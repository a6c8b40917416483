/*++

Licensed under the Apache-2.0 license.

File Name:

    region.rs

Abstract:

    File contains the private execution and stack mappings of the sandbox.
    Both are placed low in the address space so the firmware can hand their
    addresses through 32-bit packed pointers.

--*/

use chaos_error::{ChaosError, ChaosResult};
use core::ptr::NonNull;

struct Mapping {
    base: NonNull<u8>,
    len: usize,
}

// Plain process-private memory; only the owning device thread touches it.
unsafe impl Send for Mapping {}

impl Mapping {
    fn new(len: usize, prot: libc::c_int) -> ChaosResult<Self> {
        if len == 0 {
            return Err(ChaosError::SANDBOX_REGION_MAP_FAILED);
        }
        #[cfg(all(target_os = "linux", target_arch = "x86_64"))]
        let flags = libc::MAP_PRIVATE | libc::MAP_ANONYMOUS | libc::MAP_32BIT;
        #[cfg(not(all(target_os = "linux", target_arch = "x86_64")))]
        let flags = libc::MAP_PRIVATE | libc::MAP_ANONYMOUS;

        // SAFETY: anonymous mapping at a kernel-chosen address.
        let ptr = unsafe { libc::mmap(core::ptr::null_mut(), len, prot, flags, -1, 0) };
        if ptr == libc::MAP_FAILED {
            log::error!(
                "mapping {len:#x} byte sandbox region failed: {}",
                std::io::Error::last_os_error()
            );
            return Err(ChaosError::SANDBOX_REGION_MAP_FAILED);
        }
        let base = NonNull::new(ptr as *mut u8).ok_or(ChaosError::SANDBOX_REGION_MAP_FAILED)?;
        Ok(Self { base, len })
    }

    fn addr(&self) -> u64 {
        self.base.as_ptr() as u64
    }

    fn as_mut_slice(&mut self) -> &mut [u8] {
        // SAFETY: base/len describe a live read-write mapping owned by self.
        unsafe { core::slice::from_raw_parts_mut(self.base.as_ptr(), self.len) }
    }
}

impl Drop for Mapping {
    fn drop(&mut self) {
        // SAFETY: base/len describe the mapping created in `new`.
        unsafe {
            libc::munmap(self.base.as_ptr() as *mut libc::c_void, self.len);
        }
    }
}

/// Executable region holding the loaded firmware code
pub struct ExecRegion {
    mem: Mapping,
}

impl ExecRegion {
    pub const DEFAULT_SIZE: usize = 0x10_0000;

    pub fn new(size: usize) -> ChaosResult<Self> {
        let mem = Mapping::new(
            size,
            libc::PROT_READ | libc::PROT_WRITE | libc::PROT_EXEC,
        )?;
        Ok(Self { mem })
    }

    /// Address of the first instruction
    pub fn entry(&self) -> u64 {
        self.mem.addr()
    }

    pub fn capacity(&self) -> usize {
        self.mem.len
    }

    /// Zero the region, then copy `code` to its start
    pub fn load(&mut self, code: &[u8]) -> ChaosResult<()> {
        if code.len() > self.capacity() {
            return Err(ChaosError::SANDBOX_CODE_TOO_LARGE);
        }
        let region = self.mem.as_mut_slice();
        region.fill(0);
        region[..code.len()].copy_from_slice(code);
        Ok(())
    }

    /// Zero the region
    pub fn clear(&mut self) {
        self.mem.as_mut_slice().fill(0);
    }
}

/// Stack for the firmware
pub struct StackRegion {
    mem: Mapping,
}

impl StackRegion {
    pub const DEFAULT_SIZE: usize = 0x1_0000;

    pub fn new(size: usize) -> ChaosResult<Self> {
        let mem = Mapping::new(size, libc::PROT_READ | libc::PROT_WRITE)?;
        Ok(Self { mem })
    }

    /// Initial stack pointer: the 16-byte aligned end of the region
    pub fn top(&self) -> u64 {
        (self.mem.addr() + self.mem.len as u64) & !0xf
    }
}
········
• Assigned task:
Each line in the records above with "ChaosError" must be returned.

• Answer area:
use chaos_error::{ChaosError, ChaosResult};
            return Err(ChaosError::SANDBOX_REGION_MAP_FAILED);
            return Err(ChaosError::SANDBOX_REGION_MAP_FAILED);
        let base = NonNull::new(ptr as *mut u8).ok_or(ChaosError::SANDBOX_REGION_MAP_FAILED)?;
            return Err(ChaosError::SANDBOX_CODE_TOO_LARGE);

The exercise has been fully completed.